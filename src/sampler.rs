//! Foreground activity sampling.
//!
//! A fixed-interval poll of the foreground application identity. When the
//! identity changes, the elapsed stretch for the previous app becomes a
//! [`UsageRecord`] on the persistence path; this is low-frequency,
//! non-interactive data and does not ride the live event feed. A poll that
//! cannot resolve an identity counts as "no change observed this tick".

use std::sync::Arc;
use std::time::Duration;

use chrono::{DateTime, Utc};
use tokio_util::sync::CancellationToken;

use crate::bus::EventBus;
use crate::storage::{UsageRecord, UsageStore};

/// Collaborator resolving the current foreground application. Returns `None`
/// on permission denial or transient OS errors.
pub trait ForegroundProbe: Send + Sync {
    fn active_app(&self) -> Option<String>;
}

/// Probe for builds without a platform integration; observes nothing.
pub struct DisabledProbe;

impl ForegroundProbe for DisabledProbe {
    fn active_app(&self) -> Option<String> {
        None
    }
}

/// The pure observation step: current foreground app plus the remembered
/// `(app, since)` pair in, an optional finished usage stretch out.
#[derive(Debug, Default)]
pub struct SamplerState {
    current: Option<(String, DateTime<Utc>)>,
}

impl SamplerState {
    pub fn new() -> Self {
        Self::default()
    }

    /// Fold one poll result. Emits a record only when the foreground
    /// identity changed; an unresolved identity leaves everything untouched.
    pub fn observe(&mut self, now: DateTime<Utc>, identity: Option<String>) -> Option<UsageRecord> {
        let app = identity?;
        match self.current.take() {
            Some((current, since)) if current == app => {
                self.current = Some((current, since));
                None
            }
            Some((previous, since)) => {
                self.current = Some((app, now));
                let seconds = (now - since).num_milliseconds() as f64 / 1000.0;
                Some(UsageRecord {
                    app_name: previous,
                    seconds,
                    captured_at: now,
                })
            }
            None => {
                self.current = Some((app, now));
                None
            }
        }
    }

    /// The still-open stretch, if any.
    pub fn current_app(&self) -> Option<&str> {
        self.current.as_ref().map(|(app, _)| app.as_str())
    }
}

pub struct ActivitySampler {
    probe: Arc<dyn ForegroundProbe>,
    store: Arc<dyn UsageStore>,
    bus: Arc<EventBus>,
    interval: Duration,
}

impl ActivitySampler {
    pub fn new(
        probe: Arc<dyn ForegroundProbe>,
        store: Arc<dyn UsageStore>,
        bus: Arc<EventBus>,
        interval: Duration,
    ) -> Self {
        Self {
            probe,
            store,
            bus,
            interval,
        }
    }

    /// Run the polling loop until cancelled. Created once at process start
    /// and lives for the process lifetime.
    pub async fn run(self, cancel: CancellationToken) {
        let mut state = SamplerState::new();
        let mut ticker = tokio::time::interval(self.interval);
        ticker.set_missed_tick_behavior(tokio::time::MissedTickBehavior::Skip);

        loop {
            tokio::select! {
                _ = cancel.cancelled() => {
                    tracing::debug!("activity sampler shutting down");
                    return;
                }
                _ = ticker.tick() => {
                    let identity = self.probe.active_app();
                    if let Some(record) = state.observe(Utc::now(), identity) {
                        self.record(record).await;
                    }
                }
            }
        }
    }

    async fn record(&self, record: UsageRecord) {
        tracing::debug!(app = %record.app_name, seconds = record.seconds, "usage recorded");
        if let Err(e) = self.store.append(&record).await {
            // A failed poll or write must never become a session-level error.
            tracing::warn!("failed to persist usage record: {e}");
        }
        self.bus.record_usage(record);
    }
}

■ ■ ■ ■ ■ ■ ■

WHAT THE EXERCISE ASKS: Beginning with the first line, transcribe the complete listing exactly.

SOLUTION FOR THIS TASK:
filename src/sampler.rs
//! Foreground activity sampling.
//!
//! A fixed-interval poll of the foreground application identity. When the
//! identity changes, the elapsed stretch for the previous app becomes a
//! [`UsageRecord`] on the persistence path; this is low-frequency,
//! non-interactive data and does not ride the live event feed. A poll that
//! cannot resolve an identity counts as "no change observed this tick".

use std::sync::Arc;
use std::time::Duration;

use chrono::{DateTime, Utc};
use tokio_util::sync::CancellationToken;

use crate::bus::EventBus;
use crate::storage::{UsageRecord, UsageStore};

/// Collaborator resolving the current foreground application. Returns `None`
/// on permission denial or transient OS errors.
pub trait ForegroundProbe: Send + Sync {
    fn active_app(&self) -> Option<String>;
}

/// Probe for builds without a platform integration; observes nothing.
pub struct DisabledProbe;

impl ForegroundProbe for DisabledProbe {
    fn active_app(&self) -> Option<String> {
        None
    }
}

/// The pure observation step: current foreground app plus the remembered
/// `(app, since)` pair in, an optional finished usage stretch out.
#[derive(Debug, Default)]
pub struct SamplerState {
    current: Option<(String, DateTime<Utc>)>,
}

impl SamplerState {
    pub fn new() -> Self {
        Self::default()
    }

    /// Fold one poll result. Emits a record only when the foreground
    /// identity changed; an unresolved identity leaves everything untouched.
    pub fn observe(&mut self, now: DateTime<Utc>, identity: Option<String>) -> Option<UsageRecord> {
        let app = identity?;
        match self.current.take() {
            Some((current, since)) if current == app => {
                self.current = Some((current, since));
                None
            }
            Some((previous, since)) => {
                self.current = Some((app, now));
                let seconds = (now - since).num_milliseconds() as f64 / 1000.0;
                Some(UsageRecord {
                    app_name: previous,
                    seconds,
                    captured_at: now,
                })
            }
            None => {
                self.current = Some((app, now));
                None
            }
        }
    }

    /// The still-open stretch, if any.
    pub fn current_app(&self) -> Option<&str> {
        self.current.as_ref().map(|(app, _)| app.as_str())
    }
}

pub struct ActivitySampler {
    probe: Arc<dyn ForegroundProbe>,
    store: Arc<dyn UsageStore>,
    bus: Arc<EventBus>,
    interval: Duration,
}

impl ActivitySampler {
    pub fn new(
        probe: Arc<dyn ForegroundProbe>,
        store: Arc<dyn UsageStore>,
        bus: Arc<EventBus>,
        interval: Duration,
    ) -> Self {
        Self {
            probe,
            store,
            bus,
            interval,
        }
    }

    /// Run the polling loop until cancelled. Created once at process start
    /// and lives for the process lifetime.
    pub async fn run(self, cancel: CancellationToken) {
        let mut state = SamplerState::new();
        let mut ticker = tokio::time::interval(self.interval);
        ticker.set_missed_tick_behavior(tokio::time::MissedTickBehavior::Skip);

        loop {
            tokio::select! {
                _ = cancel.cancelled() => {
                    tracing::debug!("activity sampler shutting down");
                    return;
                }
                _ = ticker.tick() => {
                    let identity = self.probe.active_app();
                    if let Some(record) = state.observe(Utc::now(), identity) {
                        self.record(record).await;
                    }
                }
            }
        }
    }

    async fn record(&self, record: UsageRecord) {
        tracing::debug!(app = %record.app_name, seconds = record.seconds, "usage recorded");
        if let Err(e) = self.store.append(&record).await {
            // A failed poll or write must never become a session-level error.
            tracing::warn!("failed to persist usage record: {e}");
        }
        self.bus.record_usage(record);
    }
}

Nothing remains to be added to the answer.